A single number is the expected answer: the count of lines in the listing that hold the word "contract".

##########

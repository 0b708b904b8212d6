//! Value types for option pricing and Greeks calculation.

use serde::{Deserialize, Serialize};

/// Option type.
#[derive(Debug, Clone, Copy, PartialEq, Eq, Serialize, Deserialize)]
pub enum OptionType {
    /// Call option (right to buy the underlying at strike price).
    Call,
    /// Put option (right to sell the underlying at strike price).
    Put,
}

/// Parameters of a single European option pricing request.
///
/// Immutable; created per request and echoed back in the [`GreeksResult`].
#[derive(Debug, Clone, PartialEq, Serialize, Deserialize)]
pub struct OptionParameters {
    /// Underlying spot price in price units.
    pub underlying_price: f64,
    /// Option strike price in price units.
    pub strike_price: f64,
    /// Time to expiration in years (e.g., 20 days = 20.0 / 365.0).
    pub time_to_expiry: f64,
    /// Risk-free interest rate (annualized, e.g., 0.05 for 5%).
    pub risk_free_rate: f64,
    /// Volatility (annualized, e.g., 0.25 for 25%).
    pub volatility: f64,
    /// Continuous dividend yield (annualized, e.g., 0.02 for 2%).
    pub dividend_yield: f64,
    /// Option type (Call or Put).
    pub option_type: OptionType,
}

impl OptionParameters {
    /// Creates new option parameters.
    ///
    /// # Arguments
    /// - `underlying_price`: Underlying spot price in price units
    /// - `strike_price`: Option strike price in price units
    /// - `time_to_expiry`: Time to expiration in years
    /// - `risk_free_rate`: Risk-free interest rate (annualized)
    /// - `volatility`: Volatility (annualized)
    /// - `dividend_yield`: Continuous dividend yield (annualized)
    /// - `option_type`: Call or Put
    #[must_use]
    #[allow(clippy::too_many_arguments)]
    pub fn new(
        underlying_price: f64,
        strike_price: f64,
        time_to_expiry: f64,
        risk_free_rate: f64,
        volatility: f64,
        dividend_yield: f64,
        option_type: OptionType,
    ) -> Self {
        Self {
            underlying_price,
            strike_price,
            time_to_expiry,
            risk_free_rate,
            volatility,
            dividend_yield,
            option_type,
        }
    }

    /// Creates parameters for a call option.
    #[must_use]
    pub fn call(
        underlying_price: f64,
        strike_price: f64,
        time_to_expiry: f64,
        risk_free_rate: f64,
        volatility: f64,
        dividend_yield: f64,
    ) -> Self {
        Self::new(
            underlying_price,
            strike_price,
            time_to_expiry,
            risk_free_rate,
            volatility,
            dividend_yield,
            OptionType::Call,
        )
    }

    /// Creates parameters for a put option.
    #[must_use]
    pub fn put(
        underlying_price: f64,
        strike_price: f64,
        time_to_expiry: f64,
        risk_free_rate: f64,
        volatility: f64,
        dividend_yield: f64,
    ) -> Self {
        Self::new(
            underlying_price,
            strike_price,
            time_to_expiry,
            risk_free_rate,
            volatility,
            dividend_yield,
            OptionType::Put,
        )
    }

    /// Calculates the intrinsic value of the option.
    ///
    /// For calls: max(0, spot - strike)
    /// For puts: max(0, strike - spot)
    #[must_use]
    pub fn intrinsic_value(&self) -> f64 {
        match self.option_type {
            OptionType::Call => (self.underlying_price - self.strike_price).max(0.0),
            OptionType::Put => (self.strike_price - self.underlying_price).max(0.0),
        }
    }

    /// Returns true if the option is in-the-money.
    #[must_use]
    pub fn is_itm(&self) -> bool {
        self.intrinsic_value() > 0.0
    }

    /// Returns true if the option is at-the-money (within 0.1% of strike).
    #[must_use]
    pub fn is_atm(&self) -> bool {
        (self.underlying_price - self.strike_price).abs() / self.strike_price < 0.001
    }

    /// Returns true if the option is out-of-the-money.
    #[must_use]
    pub fn is_otm(&self) -> bool {
        !self.is_itm() && !self.is_atm()
    }
}

/// Result of a Greeks calculation.
///
/// Produced by [`GreeksEngine::compute`](crate::greeks::GreeksEngine::compute)
/// and owned by the caller; there is no shared mutable state behind it.
///
/// Scaling follows trading-desk conventions: delta and gamma are per unit
/// move of the underlying, theta is per calendar day, vega is per one
/// volatility point (1%) and rho is per one rate point (1%).
#[derive(Debug, Clone, PartialEq, Serialize, Deserialize)]
pub struct GreeksResult {
    /// Theoretical option price.
    pub price: f64,
    /// Sensitivity to the underlying price (per unit move).
    pub delta: f64,
    /// Rate of change of delta (per unit move).
    pub gamma: f64,
    /// Time decay per calendar day.
    pub theta: f64,
    /// Sensitivity to a one-percentage-point volatility move.
    pub vega: f64,
    /// Sensitivity to a one-percentage-point rate move.
    pub rho: f64,
    /// Input parameters the result was computed from.
    pub parameters: OptionParameters,
    /// Calculation timestamp in milliseconds since the Unix epoch.
    pub calculated_at: u64,
}

impl GreeksResult {
    /// Estimated change in delta for a given underlying price move.
    #[must_use]
    pub fn delta_change_for_move(&self, underlying_move: f64) -> f64 {
        self.gamma * underlying_move
    }

    /// Theoretical price decay over the given number of calendar days.
    #[must_use]
    pub fn decay_over_days(&self, days: u32) -> f64 {
        self.theta * f64::from(days)
    }
}

/// A position together with its per-contract Greeks.
#[derive(Debug, Clone, PartialEq, Serialize, Deserialize)]
pub struct PositionGreeks {
    /// Symbol the position is held in.
    pub symbol: String,
    /// Signed position size (negative for short).
    pub quantity: f64,
    /// Greeks of a single contract.
    pub greeks: GreeksResult,
}

/// Quantity-weighted Greeks of a whole book of positions.
#[derive(Debug, Clone, Copy, PartialEq, Default, Serialize, Deserialize)]
pub struct PortfolioGreeks {
    /// Net delta across all positions.
    pub delta: f64,
    /// Net gamma across all positions.
    pub gamma: f64,
    /// Net theta across all positions.
    pub theta: f64,
    /// Net vega across all positions.
    pub vega: f64,
    /// Net rho across all positions.
    pub rho: f64,
}

/// Aggregates per-position Greeks into portfolio-level Greeks.
///
/// Each position contributes its per-contract Greeks multiplied by its signed
/// quantity, so long and short positions offset.
#[must_use]
pub fn aggregate_portfolio(positions: &[PositionGreeks]) -> PortfolioGreeks {
    let mut totals = PortfolioGreeks::default();

    for position in positions {
        totals.delta += position.greeks.delta * position.quantity;
        totals.gamma += position.greeks.gamma * position.quantity;
        totals.theta += position.greeks.theta * position.quantity;
        totals.vega += position.greeks.vega * position.quantity;
        totals.rho += position.greeks.rho * position.quantity;
    }

    totals
}

/// Size of the underlying position that offsets an option position's delta.
///
/// Hedge ratio = -(option delta × option quantity).
#[must_use]
pub fn delta_hedge_ratio(greeks: &GreeksResult, option_quantity: f64) -> f64 {
    -(greeks.delta * option_quantity)
}

/// Converts a whole number of calendar days to expiry into year fractions.
///
/// Non-positive day counts map to zero.
#[must_use]
pub fn years_to_expiry(days: i64) -> f64 {
    if days <= 0 { 0.0 } else { days as f64 / 365.0 }
}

##########

▶ _Response to this exercise_
3